Alcohol, a toxic and psychoactive substance with addictive properties, severely impacts life quality, leading to significant health, societal, and economic consequences. Its rapid passage across the bloodbrain barrier directly affects different brain cells, including astrocytes. Our recent findings revealed the involvement of pannexin-1 (Panx1) and connexin-43 (Cx43) hemichannels in ethanol-induced dysfunction and astrocyte death. However, whether ethanol influences mitochondrial function and morphology in astrocytes, and the potential role of hemichannels in this process remains poorly understood. Ethanol reduced basal mitochondrial Ca 2+ but exacerbated thapsigargin-induced mitochondrial Ca 2+ dynamics in a concentration-dependent manner, as evidenced by Rhod-2 time-lapse recordings.

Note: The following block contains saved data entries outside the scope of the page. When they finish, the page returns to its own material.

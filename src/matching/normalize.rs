use once_cell::sync::Lazy;
use regex::Regex;

use crate::constants::{ORGANIZATION_PREFIX_PATTERN, SPONSOR_BRAND_TOKENS};

static ORGANIZATION_PREFIX: Lazy<Regex> =
    Lazy::new(|| Regex::new(ORGANIZATION_PREFIX_PATTERN).expect("organization prefix regex"));

static WHITESPACE_RUN: Lazy<Regex> =
    Lazy::new(|| Regex::new(r"\s+").expect("whitespace regex"));

static YEAR_TOKEN: Lazy<Regex> =
    Lazy::new(|| Regex::new(r"\b20[0-9]{2}\b").expect("year token regex"));

// The terminal class word is captured and written back, so only the sponsor clause is dropped.
static SPONSOR_CLAUSE: Lazy<Regex> = Lazy::new(|| {
    Regex::new(r"(?i)\s+by\s+[a-z][a-z\s]*?(\s+(?:qualifier|challenger|open|championship)|$)")
        .expect("sponsor clause regex")
});

fn collapse_whitespace(name: &str) -> String {
    WHITESPACE_RUN.replace_all(name, " ").trim().to_string()
}

fn strip_organization_prefix(name: &str) -> String {
    ORGANIZATION_PREFIX.replace(name, "").into_owned()
}

/// Display normalization: drops one leading FWT/IFSA tag and collapses whitespace.
/// Casing, years and sponsor tokens are kept.
pub fn normalize_event_name(name: &str) -> String {
    let stripped = strip_organization_prefix(name.trim());
    collapse_whitespace(&stripped)
}

/// Matching normalization, used only to compare event names.
///
/// Removes every 20xx year, one leading organization tag, a trailing
/// "by <Sponsor>" clause and a leading sponsor-brand word, then collapses
/// whitespace and lowercases.
pub fn normalize_event_for_matching(name: &str) -> String {
    let mut normalized = name.trim().to_string();

    normalized = YEAR_TOKEN.replace_all(&normalized, "").into_owned();
    // a leading year leaves a space in front of the organization tag
    normalized = strip_organization_prefix(normalized.trim_start());
    normalized = SPONSOR_CLAUSE.replace(&normalized, "$1").into_owned();
    normalized = drop_leading_sponsor_word(&normalized);

    collapse_whitespace(&normalized).to_lowercase()
}

fn drop_leading_sponsor_word(name: &str) -> String {
    let words: Vec<&str> = name.split_whitespace().collect();
    if words.len() <= 2 {
        return name.to_string();
    }

    let first = words[0].to_lowercase();
    if SPONSOR_BRAND_TOKENS.iter().any(|token| first.contains(token)) {
        words[1..].join(" ")
    } else {
        name.to_string()
    }
}

#[cfg(test)]
mod tests {
    use super::*;

    #[test]
    fn test_display_normalization_strips_prefix() {
        assert_eq!(normalize_event_name("FWT - Chamonix 2024 Qualifier"), "Chamonix 2024 Qualifier");
        assert_eq!(normalize_event_name("ifsa-Kappl Open"), "Kappl Open");
        assert_eq!(normalize_event_name("  FWT   Verbier   Xtreme "), "Verbier Xtreme");
    }

    #[test]
    fn test_display_normalization_strips_only_one_prefix() {
        assert_eq!(normalize_event_name("FWT IFSA Revelstoke"), "IFSA Revelstoke");
    }

    #[test]
    fn test_display_normalization_keeps_case_and_year() {
        assert_eq!(
            normalize_event_name("Open Faces Obertauern 2023 by Peak Performance"),
            "Open Faces Obertauern 2023 by Peak Performance"
        );
    }

    #[test]
    fn test_empty_input() {
        assert_eq!(normalize_event_name(""), "");
        assert_eq!(normalize_event_for_matching(""), "");
        assert_eq!(normalize_event_for_matching("   "), "");
    }

    #[test]
    fn test_matching_removes_years_and_prefix() {
        assert_eq!(
            normalize_event_for_matching("FWT Chamonix 2023 Open Faces Qualifier"),
            "chamonix open faces qualifier"
        );
    }

    #[test]
    fn test_matching_strips_prefix_behind_leading_year() {
        assert_eq!(normalize_event_for_matching("2024 FWT Chamonix Open"), "chamonix open");
        assert_eq!(normalize_event_for_matching("2023 IFSA - Kappl Open Faces"), "kappl open faces");
    }

    #[test]
    fn test_matching_removes_sponsor_clause() {
        assert_eq!(normalize_event_for_matching("Xtreme Verbier by Dynastar"), "xtreme verbier");
        assert_eq!(
            normalize_event_for_matching("Obertauern by Peak Performance Qualifier 2024"),
            "obertauern qualifier"
        );
    }

    #[test]
    fn test_matching_drops_leading_sponsor_word() {
        assert_eq!(
            normalize_event_for_matching("Salomon Kappl Freeride Qualifier"),
            "kappl freeride qualifier"
        );
        // two words or fewer are left alone
        assert_eq!(normalize_event_for_matching("Salomon Kappl"), "salomon kappl");
    }

    #[test]
    fn test_matching_is_idempotent() {
        for name in [
            "FWT Chamonix 2023 Open Faces Qualifier",
            "IFSA - Kicking Horse 2* Junior 2021",
            "Xtreme Verbier 2022 by Dynastar",
            "Freeride Week at Hochfügen 3* Challenger",
            "2024 FWT Chamonix Open",
            "",
        ] {
            let once = normalize_event_for_matching(name);
            assert_eq!(normalize_event_for_matching(&once), once, "not idempotent for {name:?}");
        }
    }
}
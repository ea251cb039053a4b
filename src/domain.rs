use chrono::NaiveDate;
use serde::{Deserialize, Serialize};
use std::collections::HashSet;
use std::fmt;

/// How a location was inferred from an event name
#[derive(Debug, Clone, Copy, PartialEq, Eq, Hash, Serialize, Deserialize)]
#[serde(rename_all = "snake_case")]
pub enum MatchType {
    /// A key from the known-location table appears in the name
    ExactLocation,
    /// A name pattern (or the last-resort token scan) produced the location
    PatternExtracted,
    /// The name denotes a ranking list or championship grouping
    NoLocation,
    Unknown,
}

impl MatchType {
    pub fn as_str(&self) -> &'static str {
        match self {
            MatchType::ExactLocation => "exact_location",
            MatchType::PatternExtracted => "pattern_extracted",
            MatchType::NoLocation => "no_location",
            MatchType::Unknown => "unknown",
        }
    }
}

impl fmt::Display for MatchType {
    fn fmt(&self, f: &mut fmt::Formatter<'_>) -> fmt::Result {
        f.write_str(self.as_str())
    }
}

/// Result of location extraction for a single event name
#[derive(Debug, Clone, PartialEq, Serialize, Deserialize)]
#[serde(rename_all = "camelCase")]
pub struct EventLocationInfo {
    /// Canonical location name, if one could be determined
    pub location: Option<String>,
    /// One of 1.0, 0.7 or 0.0
    pub confidence: f64,
    pub match_type: MatchType,
    /// The name after prefix and whitespace cleanup (casing, years and sponsors kept)
    pub normalized_name: String,
}

/// Structural fingerprint of a matching-normalized event name
#[derive(Debug, Clone, PartialEq, Eq)]
pub struct EventCoreComponents {
    /// Space-separated words longer than two characters
    pub words: HashSet<String>,
    /// Star-rating tokens such as "4*", in order of appearance
    pub star_ratings: Vec<String>,
    pub has_qualifier: bool,
    pub has_challenger: bool,
    pub has_open: bool,
    pub has_faces: bool,
    pub has_week: bool,
    pub has_freeride: bool,
}

impl EventCoreComponents {
    pub fn flags(&self) -> [bool; 6] {
        [
            self.has_qualifier,
            self.has_challenger,
            self.has_open,
            self.has_faces,
            self.has_week,
            self.has_freeride,
        ]
    }
}

/// One competition result of an athlete, as returned by the results store
#[derive(Debug, Clone, PartialEq, Serialize, Deserialize)]
pub struct AthleteResult {
    pub event_name: String,
    #[serde(default)]
    pub date: Option<NaiveDate>,
    #[serde(default)]
    pub year: Option<u32>,
    #[serde(default)]
    pub rank: Option<u32>,
    #[serde(default)]
    pub points: Option<f64>,
}

/// Results that belong to the same recurring competition
#[derive(Debug, Clone, PartialEq, Serialize)]
pub struct EventHistoryGroup {
    /// Canonical location, or the matching-normalized name when no location is known
    pub key: String,
    pub location: Option<String>,
    pub match_type: MatchType,
    /// Newest first
    pub results: Vec<AthleteResult>,
    /// Distinct known years, newest first
    pub years: Vec<u32>,
}

/// Classification of one historical candidate against a current event
#[derive(Debug, Clone, PartialEq, Serialize)]
pub struct HistoricalMatch {
    pub candidate: String,
    pub score: f64,
    pub is_match: bool,
}
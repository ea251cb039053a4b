use thiserror::Error;

#[derive(Error, Debug)]
pub enum MatcherError {
    #[error("JSON deserialization failed: {0}")]
    Json(#[from] serde_json::Error),

    #[error("TOML deserialization failed: {0}")]
    Toml(#[from] toml::de::Error),

    #[error("I/O error: {0}")]
    Io(#[from] std::io::Error),

    #[error("Configuration error: {0}")]
    Config(String),
}

pub type Result<T> = std::result::Result<T, MatcherError>;
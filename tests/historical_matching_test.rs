use fwt_event_matcher::matching::find_historical_matches;
use fwt_event_matcher::{
    events_match_historically, extract_year_from_name, is_main_series,
    normalize_event_for_matching, HistoricalMatcher,
};

#[test]
fn test_same_event_different_year() {
    assert!(events_match_historically(
        "FWT Chamonix 2023 Open Faces Qualifier",
        "FWT Chamonix 2024 Open Faces Qualifier"
    ));
}

#[test]
fn test_identical_strings_are_not_historical() {
    for name in [
        "FWT Chamonix 2024 Open Faces Qualifier",
        "Freeride World Tour",
        "a",
    ] {
        assert!(!events_match_historically(name, name));
    }
}

#[test]
fn test_main_series() {
    assert!(is_main_series("Freeride World Tour"));
    assert!(!is_main_series("Freeride World Tour Qualifier"));
    assert!(!is_main_series("FWT Challenger by Orage"));
}

#[test]
fn test_year_extraction() {
    assert_eq!(extract_year_from_name("FWT Verbier 2022 Xtreme"), 2022);
    assert_eq!(extract_year_from_name("No Year Here"), 0);
}

#[test]
fn test_matching_normalization_idempotent() {
    for name in [
        "FWT Chamonix 2023 Open Faces Qualifier",
        "Obertauern by Peak Performance Qualifier 2024",
        "Salomon Kappl Freeride Qualifier",
        "IFSA - Revelstoke 4* 2019",
        "2024 FWT Chamonix Open",
    ] {
        let once = normalize_event_for_matching(name);
        assert_eq!(normalize_event_for_matching(&once), once);
    }
}

#[test]
fn test_year_first_names_match_their_series() {
    assert!(events_match_historically(
        "2024 FWT Chamonix Open",
        "FWT Chamonix Open 2023"
    ));
}

#[test]
fn test_candidate_classification() {
    let candidates = vec![
        "FWT Xtreme Verbier 2021".to_string(),
        "Xtreme Verbier 2022 by Dynastar".to_string(),
        "FWT Fieberbrunn 2022".to_string(),
    ];
    let matches = find_historical_matches(
        &HistoricalMatcher::default(),
        "FWT Xtreme Verbier 2024",
        &candidates,
    );

    let flags: Vec<bool> = matches.iter().map(|m| m.is_match).collect();
    assert_eq!(flags, vec![true, true, false]);
    assert!(matches.iter().all(|m| (0.0..=1.0).contains(&m.score)));
}
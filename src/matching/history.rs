use chrono::Datelike;
use std::fs;
use std::path::Path;
use tracing::debug;

use super::historical::{extract_year_from_name, is_main_series, HistoricalMatcher};
use super::location::extract_location_info;
use super::normalize::normalize_event_for_matching;
use crate::domain::{AthleteResult, EventHistoryGroup, HistoricalMatch};
use crate::error::Result;

/// Read an athlete's results from a JSON array file
pub fn load_results(path: &Path) -> Result<Vec<AthleteResult>> {
    let content = fs::read_to_string(path)?;
    let results: Vec<AthleteResult> = serde_json::from_str(&content)?;
    debug!(path = %path.display(), results = results.len(), "results loaded");
    Ok(results)
}

/// Score every candidate against the current event, keeping candidate order
pub fn find_historical_matches(
    matcher: &HistoricalMatcher,
    current_event: &str,
    candidates: &[String],
) -> Vec<HistoricalMatch> {
    candidates
        .iter()
        .map(|candidate| HistoricalMatch {
            candidate: candidate.clone(),
            score: matcher.score(current_event, candidate),
            is_match: matcher.matches(current_event, candidate),
        })
        .collect()
}

/// Explicit year, else the date's year, else a year in the event name (0 if none)
pub fn result_year(result: &AthleteResult) -> u32 {
    result
        .year
        .or_else(|| result.date.and_then(|date| u32::try_from(date.year()).ok()))
        .unwrap_or_else(|| extract_year_from_name(&result.event_name))
}

/// Group an athlete's results by recurring competition.
///
/// Results with a known or extracted location are keyed by it. The rest join
/// the first location-less group whose representative event is the same
/// competition, or open a new group keyed by the matching-normalized name.
pub fn group_results_by_location(
    matcher: &HistoricalMatcher,
    results: &[AthleteResult],
) -> Vec<EventHistoryGroup> {
    let mut groups: Vec<EventHistoryGroup> = Vec::new();

    for result in results {
        let info = extract_location_info(&result.event_name);

        let index = match &info.location {
            Some(location) => groups
                .iter()
                .position(|group| group.location.as_deref() == Some(location.as_str())),
            None => {
                let key = normalize_event_for_matching(&result.event_name);
                groups.iter().position(|group| {
                    group.location.is_none()
                        && (group.key == key
                            || group.results.first().is_some_and(|representative| {
                                matcher.matches(&representative.event_name, &result.event_name)
                            }))
                })
            }
        };

        match index {
            Some(index) => groups[index].results.push(result.clone()),
            None => {
                let key = info
                    .location
                    .clone()
                    .unwrap_or_else(|| normalize_event_for_matching(&result.event_name));
                debug!(key = %key, match_type = %info.match_type, "new history group");
                groups.push(EventHistoryGroup {
                    key,
                    location: info.location,
                    match_type: info.match_type,
                    results: vec![result.clone()],
                    years: Vec::new(),
                });
            }
        }
    }

    for group in &mut groups {
        group.results.sort_by_key(|result| std::cmp::Reverse(result_year(result)));
        group.years = group.results.iter().map(result_year).filter(|year| *year > 0).collect();
        group.years.dedup();
    }

    groups.sort_by(|a, b| {
        let latest_a = a.years.first().copied().unwrap_or(0);
        let latest_b = b.years.first().copied().unwrap_or(0);
        latest_b.cmp(&latest_a).then_with(|| a.key.cmp(&b.key))
    });

    groups
}

/// Only main tour results
pub fn main_series_results(results: &[AthleteResult]) -> Vec<AthleteResult> {
    results
        .iter()
        .filter(|result| is_main_series(&result.event_name))
        .cloned()
        .collect()
}
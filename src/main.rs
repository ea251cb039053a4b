use anyhow::{Context, Result};
use clap::{Parser, Subcommand};
use std::path::PathBuf;
use tracing::{debug, info};

use fwt_event_matcher::config::Config;
use fwt_event_matcher::logging;
use fwt_event_matcher::matching::{
    extract_location_info, extract_year_from_name, find_historical_matches,
    group_results_by_location, is_main_series, load_results, main_series_results,
};

#[derive(Parser)]
#[command(name = "fwt_event_matcher")]
#[command(about = "Locate freeride events and match them across seasons")]
#[command(version = "0.1.0")]
struct Cli {
    /// Path to a TOML config file (defaults to ./matcher.toml when present)
    #[arg(long, global = true)]
    config: Option<PathBuf>,

    #[command(subcommand)]
    command: Commands,
}

#[derive(Subcommand)]
enum Commands {
    /// Extract the location of one or more event names
    Locate {
        #[arg(required = true)]
        names: Vec<String>,
    },
    /// Check historical candidates against a current event
    Match {
        current: String,
        #[arg(required = true)]
        candidates: Vec<String>,
    },
    /// Group an athlete's results (JSON array) by recurring competition
    Group {
        #[arg(long)]
        input: PathBuf,
        /// Keep only main tour results
        #[arg(long)]
        main_series: bool,
    },
    /// Print the first 20xx year in an event name (0 if none)
    Year { name: String },
    /// Print whether an event belongs to the main tour
    Series { name: String },
}

fn main() -> Result<()> {
    dotenv::dotenv().ok();

    let cli = Cli::parse();
    let config = Config::load(cli.config.as_deref()).context("failed to load configuration")?;
    logging::init_logging(&config.logging);
    debug!(?config, "configuration loaded");

    match cli.command {
        Commands::Locate { names } => {
            for name in &names {
                let info = extract_location_info(name);
                println!("{}", serde_json::to_string(&info)?);
            }
        }
        Commands::Match { current, candidates } => {
            let matcher = config.matcher();
            let matches = find_historical_matches(&matcher, &current, &candidates);
            info!(
                current = %current,
                candidates = candidates.len(),
                matched = matches.iter().filter(|m| m.is_match).count(),
                "historical matching finished"
            );
            for m in &matches {
                println!("{}", serde_json::to_string(m)?);
            }
        }
        Commands::Group { input, main_series } => {
            let mut results = load_results(&input)
                .with_context(|| format!("failed to load results from {}", input.display()))?;
            if main_series {
                results = main_series_results(&results);
            }

            let groups = group_results_by_location(&config.matcher(), &results);
            info!(results = results.len(), groups = groups.len(), "results grouped");
            println!("{}", serde_json::to_string_pretty(&groups)?);
        }
        Commands::Year { name } => {
            println!("{}", extract_year_from_name(&name));
        }
        Commands::Series { name } => {
            println!("{}", is_main_series(&name));
        }
    }

    Ok(())
}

Similarly, ethanol-treated astrocytes displayed increased mitochondrial superoxide production, as indicated by MitoSox labeling. These effects coincided with reduced mitochondrial membrane potential and increased mitochondrial fragmentation, as determined by MitoRed CMXRos and MitoGreen quantification, respectively. Crucially, inhibiting both Cx43 and Panx1 hemichannels effectively prevented all ethanol-induced mitochondrial abnormalities in astrocytes. We speculate that exacerbated hemichannel activity evoked by ethanol may impair intracellular Ca 2+ homeostasis, stressing mitochondrial Ca 2+ with potentially damaging consequences for mitochondrial fusion and fission dynamics and astroglial bioenergetics.